The K-12 School Shooting Database remedies this void by capturing more than 2,060 incidents from 1970 to the present in which a gun was brandished or fired, or a bullet hit school property for any reason. This definition, which is deliberately broad, enables users to decide what data is important to answer their questions and make better-informed decisions about school safety. The database’s objective is to systematically record every time shots are fired at a school because there is value in being able to collectively study every different type of incident. For example, a student shot in the hallway by a deranged former-student shooter suffers the same injury as a student bystander struck in the chest by the crossfire of a gang-dispute shooting in the cafeteria. The 8-year-old girl killed during one of the 50 shootings in 2021-22 at high-school football and basketball games is the same age as the children murdered inside their classroom in Uvalde. Shootings on school campuses outside of traditional school hours have significant consequences on students and the community.

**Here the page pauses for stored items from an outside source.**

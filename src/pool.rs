/*!
 * Bounded worker pool shared by the directory, URL and pane collectors
 *
 * Workers are dedicated threads pulling from one shared queue. Results are
 * sent on a channel buffered to the number of queued items, so a worker never
 * blocks on a slow reader and results arrive in completion order.
 */

use std::collections::VecDeque;
use std::sync::mpsc::{self, Receiver, SyncSender};
use std::sync::{Arc, Mutex};
use std::thread::{self, JoinHandle};

use tracing::{error, warn};

/// Per-worker state handed to the work function
#[derive(Debug, Clone, Copy, PartialEq, Eq)]
pub struct WorkerContext {
    /// Index of this worker, `0..pool_size`
    pub index: usize,
    /// Number of workers actually started
    pub pool_size: usize,
    /// Items this worker has already processed
    pub completed: usize,
}

/// Fixed-size pool configuration
#[derive(Debug, Clone)]
pub struct WorkerPool {
    name: String,
    size: usize,
}

impl WorkerPool {
    /// Create a pool with at most `size` workers (at least one)
    pub fn new(name: impl Into<String>, size: usize) -> Self {
        Self {
            name: name.into(),
            size: size.max(1),
        }
    }

    /// Process `items` on up to `size` workers.
    ///
    /// `work` returns `None` for items that produced nothing (failures are
    /// expected to be reported by the work function itself). The returned
    /// handle yields results as they complete.
    pub fn run<T, R, F>(&self, items: Vec<T>, work: F) -> PoolHandle<R>
    where
        T: Send + 'static,
        R: Send + 'static,
        F: Fn(&mut WorkerContext, T) -> Option<R> + Send + Sync + 'static,
    {
        let (tx, rx) = mpsc::sync_channel(items.len().max(1));
        let pool_size = self.size.min(items.len());
        let queue = Arc::new(Mutex::new(VecDeque::from(items)));
        let work = Arc::new(work);

        let mut workers = Vec::with_capacity(pool_size);
        for index in 0..pool_size {
            let queue = Arc::clone(&queue);
            let work = Arc::clone(&work);
            let tx = tx.clone();
            let ctx = WorkerContext {
                index,
                pool_size,
                completed: 0,
            };

            let spawned = thread::Builder::new()
                .name(format!("{}-{}", self.name, index))
                .spawn(move || drain(ctx, &queue, work.as_ref(), &tx));

            match spawned {
                Ok(handle) => workers.push(handle),
                Err(err) => warn!(pool = %self.name, error = %err, "failed to spawn worker"),
            }
        }

        // Nothing could be spawned: do the work here rather than drop it
        if workers.is_empty() && pool_size > 0 {
            let ctx = WorkerContext {
                index: 0,
                pool_size: 1,
                completed: 0,
            };
            drain(ctx, &queue, work.as_ref(), &tx);
        }

        PoolHandle {
            name: self.name.clone(),
            results: rx,
            workers,
        }
    }
}

fn drain<T, R, F>(
    mut ctx: WorkerContext,
    queue: &Mutex<VecDeque<T>>,
    work: &F,
    tx: &SyncSender<R>,
) where
    F: Fn(&mut WorkerContext, T) -> Option<R>,
{
    loop {
        let next = match queue.lock() {
            Ok(mut guard) => guard.pop_front(),
            Err(poisoned) => poisoned.into_inner().pop_front(),
        };
        let Some(item) = next else {
            break;
        };

        let result = work(&mut ctx, item);
        ctx.completed += 1;

        if let Some(result) = result {
            if tx.send(result).is_err() {
                // Receiver dropped; nobody wants the rest
                break;
            }
        }
    }
}

/// Running pool; yields results in completion order
pub struct PoolHandle<R> {
    name: String,
    results: Receiver<R>,
    workers: Vec<JoinHandle<()>>,
}

impl<R> PoolHandle<R> {
    /// Iterate over results as they arrive
    pub fn iter(&self) -> mpsc::Iter<'_, R> {
        self.results.iter()
    }

    /// Drain every remaining result and wait for the workers
    pub fn collect_all(self) -> Vec<R> {
        let results: Vec<R> = self.results.iter().collect();
        for worker in self.workers {
            if worker.join().is_err() {
                error!(pool = %self.name, "worker panicked");
            }
        }
        results
    }
}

Inversely, brandishing—such as those instances where the shooter initially made threatening gestures with a firearm, but was stopped prior to getting off a shot—are also included in the K-12 SSDB. It’s important to study all the factors leading up to a student intent to commit a shooting before a last-second weapon malfunction or being tackled by a bystander. Although often excluded from other national reports, which focus solely on injuries or deaths, these “near misses” offer significant research opportunities because a greater loss of life could have occurred. Near misses can also offer an opportunity to highlight what went right in preventing an incident from having a greater loss of life.

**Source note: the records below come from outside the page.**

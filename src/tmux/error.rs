/*!
 * Error types for pane capture
 */

use std::io;
use thiserror::Error;

/// Errors that can occur while talking to tmux
#[derive(Error, Debug)]
pub enum PaneError {
    /// The multiplexer binary is not installed
    #[error("{0} not found in PATH")]
    ToolNotFound(String),

    /// The binary could not be started
    #[error("failed to run {command}: {source}")]
    Spawn {
        command: String,
        #[source]
        source: io::Error,
    },

    /// The command ran but exited unsuccessfully
    #[error("`{command}` failed: {stderr}")]
    CommandFailed { command: String, stderr: String },

    /// Pane metadata did not have the expected shape
    #[error("unexpected pane metadata for {pane}: {output:?}")]
    MalformedMetadata { pane: String, output: String },

    /// A selector resolved to no pane
    #[error("selector {0:?} did not match any pane")]
    NoPane(String),
}

/// Specialized Result type for pane operations
pub type PaneResult<T> = Result<T, PaneError>;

The K-12 SSDB includes detailed information about each incident including when (e.g., morning classes, lunch, sporting event), where (e.g., hallway, classroom, gym, parking lot), and why shots were fired (e.g., indiscriminate attack, suicide, escalation of dispute, illegal activity). To better understand who was involved, the age, demographics, and relationship to the school (e.g., student, teacher, parent, non-student attending game) are included for each victim and shooter.
Broad Focus Beyond ‘Mass Shootings’ and ‘Active Shooters’
On the news each week, we tragically hear about how many “mass shootings” happened this year. While these headlines are commonplace, there is surprisingly little consensus on what a mass shooting is, or how many there have been. There is not a commonly agreed-upon definition or criminal charge specific to a school shooting, mass shooting, or active shooter.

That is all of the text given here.